Frédéric Lachèvre, dans l’article cité, donne des passages
de fragments parus dans quatre numéros du Feuilleton
littéraire (n° 49,
18 avril 1824 ; n° 65, 5 mai ; n° 71, 11
mai ; n°76, 16 mai), traitant de la langue et de la
ponctuation romantique. Le romantisme, Jean-Pierre Brès
ne l’appréciait guère ; et si peu qu’il avait
publié, l’année précédente, une satire intitulée
« Règles du genre romantique » (Tablettes
romantiques,
Paris, Persan, 1823, p. 3) où il se moquait, assez
allègrement bien qu’en alexandrins à la Delille, de ce
nouveau genre littéraire :
Jean-Pierre Brès n’eut pas assez de vers pour se moquer de la ponctuation — romantique, bien entendu.

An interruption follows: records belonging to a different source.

impl PaymentRepository {
    /// Creates a new payment repository.
    #[must_use]
    pub const fn new(db: DatabaseConnection) -> Self {
        Self { db }
    }

    /// Registers a payment in `pending` state.
    ///
    /// Payouts are checked against the cash pool here and again at finalize;
    /// the pool itself only moves when a payment reaches a confirmed state.
    ///
    /// # Errors
    ///
    /// Returns an error if the amount is not positive, the account does not
    /// exist, the date falls in a closed period, a payout would overdraw the
    /// pool, or a database operation fails.
    pub async fn register(
        &self,
        input: RegisterPaymentInput,
    ) -> Result<payments::Model, PaymentError> {
        if input.amount <= Decimal::ZERO {
            return Err(PaymentError::NonPositiveAmount(input.amount));
        }

        let txn = self.db.begin().await?;

        ensure_period_open(&txn, input.pay_date).await?;

        accounts::Entity::find_by_id(input.account_id)
            .one(&txn)
            .await?
            .ok_or(PaymentError::AccountNotFound(input.account_id))?;

        if input.direction == PaymentDirection::Outflow {
            let pool = cash_pool(&txn).await?;
            cash_pool::check_payout(pool, input.amount)?;
        }

        let now = Utc::now().into();
        let payment = payments::ActiveModel {
            id: Set(Uuid::now_v7()),
            account_id: Set(input.account_id),
            direction: Set(input.direction),
            amount: Set(input.amount),
            pay_date: Set(input.pay_date),
            method: Set(input.method),
            state: Set(PaymentState::Pending),
            receipt_number: Set(None),
            receipt_date: Set(None),
            receipt_url: Set(None),
            reference: Set(input.reference),
            detail: Set(input.detail),
            created_at: Set(now),
            updated_at: Set(now),
        };

        let stored = payment.insert(&txn).await?;
        txn.commit().await?;

        Ok(stored)
    }

    /// Attaches receipt evidence to a pending payment.
    ///
    /// Evidence is write-once: a payment that already carries a receipt URL
    /// rejects the attempt, and a receipt number may not repeat within the
    /// account.
    ///
    /// # Errors
    ///
    /// Returns an error if the payment does not exist, already carries
    /// evidence, the receipt number is a duplicate, or a database operation
    /// fails.
    pub async fn attach_evidence(
        &self,
        payment_id: Uuid,
        evidence: Evidence,
    ) -> Result<payments::Model, PaymentError> {
        let txn = self.db.begin().await?;

        let payment = payments::Entity::find_by_id(payment_id)
            .one(&txn)
            .await?
            .ok_or(PaymentError::NotFound(payment_id))?;

        if payment.receipt_url.is_some() {
            return Err(PaymentError::EvidenceAlreadyAttached(payment_id));
        }

        if let Some(number) = &evidence.receipt_number {
            let duplicate = payments::Entity::find()
                .filter(payments::Column::AccountId.eq(payment.account_id))
                .filter(payments::Column::ReceiptNumber.eq(number.clone()))
                .filter(payments::Column::Id.ne(payment_id))
                .one(&txn)
                .await?;
            if duplicate.is_some() {
                return Err(PaymentError::DuplicateReceipt(number.clone()));
            }
        }

        let mut active: payments::ActiveModel = payment.into();
        active.receipt_number = Set(evidence.receipt_number);
        active.receipt_date = Set(evidence.receipt_date);
        active.receipt_url = Set(evidence.receipt_url);
        active.updated_at = Set(Utc::now().into());

        let stored = active.update(&txn).await?;
        txn.commit().await?;

        Ok(stored)
    }

    /// Finalizes a payment: validates evidence, settles FIFO against the
    /// account's pending obligations, and moves the payment to `target`.
    ///
    /// The whole settlement is one transaction; pending obligations and the
    /// cash pool are re-read inside it.
    ///
    /// # Errors
    ///
    /// Returns an error if the payment does not exist or was already
    /// finalized, the target is not a confirmed state, evidence is
    /// incomplete for the method, the date falls in a closed period, a
    /// payout would overdraw the pool, or a database operation fails.
    pub async fn finalize(
        &self,
        payment_id: Uuid,
        target: PaymentState,
    ) -> Result<SettlementOutcome, PaymentError> {
        if !target.is_confirmed() {
            return Err(PaymentError::InvalidTargetState);
        }

        let txn = self.db.begin().await?;

        // SELECT ... FOR UPDATE: a concurrent finalize of the same payment
        // blocks here and then sees the confirmed state.
        let payment = payments::Entity::find_by_id(payment_id)
            .lock_exclusive()
            .one(&txn)
            .await?
            .ok_or(PaymentError::NotFound(payment_id))?;

        if payment.state.is_confirmed() {
            return Err(PaymentError::AlreadyFinalized(payment_id));
        }

        ensure_period_open(&txn, payment.pay_date).await?;

        let method: evidence::PaymentMethod = payment.method.clone().into();
        let attached = Evidence {
            receipt_number: payment.receipt_number.clone(),
            receipt_date: payment.receipt_date,
            receipt_url: payment.receipt_url.clone(),
        };
        evidence::validate_evidence(method, &attached)?;

        if payment.direction == PaymentDirection::Outflow {
            let pool = cash_pool(&txn).await?;
            cash_pool::check_payout(pool, payment.amount)?;
        }

        let plan = plan_for(&txn, &payment).await?;
        let written = persist_plan(&txn, &payment, &plan).await?;

        let mut active: payments::ActiveModel = payment.into();
        active.state = Set(target);
        active.updated_at = Set(Utc::now().into());
        let stored = active.update(&txn).await?;

        txn.commit().await?;

        Ok(SettlementOutcome {
            payment: stored,
            applications: written,
            credit_remainder: plan.credit_remainder,
        })
    }

    /// Computes the allocation plan a finalize would persist, without
    /// writing anything.
    ///
    /// # Errors
    ///
    /// Returns an error if the payment does not exist or a database
    /// operation fails.
    pub async fn preview(&self, payment_id: Uuid) -> Result<AllocationPlan, PaymentError> {
        let payment = payments::Entity::find_by_id(payment_id)
            .one(&self.db)
            .await?
            .ok_or(PaymentError::NotFound(payment_id))?;

        let pending = obligation::list_pending(
            &self.db,
            payment.account_id,
            settled_kind(payment.direction),
        )
        .await?;

        let plan = settlement::allocate(payment.amount, &as_pending(&pending))?;
        Ok(plan)
    }

    /// Applications written for a payment, oldest first.
    ///
    /// # Errors
    ///
    /// Returns an error if the payment does not exist or a database
    /// operation fails.
    pub async fn applications_for(
        &self,
        payment_id: Uuid,
    ) -> Result<Vec<applications::Model>, PaymentError> {
        payments::Entity::find_by_id(payment_id)
            .one(&self.db)
            .await?
            .ok_or(PaymentError::NotFound(payment_id))?;

        let rows = applications::Entity::find()
            .filter(applications::Column::PaymentId.eq(payment_id))
            .order_by_asc(applications::Column::Id)
            .all(&self.db)
            .await?;

        Ok(rows)
    }

    /// Returns a payment by ID.
    ///
    /// # Errors
    ///
    /// Returns an error if the payment does not exist or the database
    /// operation fails.
    pub async fn get(&self, payment_id: Uuid) -> Result<payments::Model, PaymentError> {
        payments::Entity::find_by_id(payment_id)
            .one(&self.db)
            .await?
            .ok_or(PaymentError::NotFound(payment_id))
    }

    /// The current cash pool: confirmed inflows and outflows.
    ///
    /// Always derived from the payment journal, never cached.
    ///
    /// # Errors
    ///
    /// Returns an error if the database operation fails.
    pub async fn cash_pool(&self) -> Result<CashPool, PaymentError> {
        let pool = cash_pool(&self.db).await?;
        Ok(pool)
    }
}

Déjà, dans le numéro de juin 1816 du Mercure de France il avait publié des stances (?), intitulées Les Points, avec cette épigraphe : Pro uno puncto, Martinus perdidit… (2).
Jean-Pierre Brès n’avait pas encore
tout vu ! S’interroge-t-il outre-tombe sur la pertinence
du point
de merde inventé par…………… Michel Ohl ? ? ? ? ?
? ? ? ?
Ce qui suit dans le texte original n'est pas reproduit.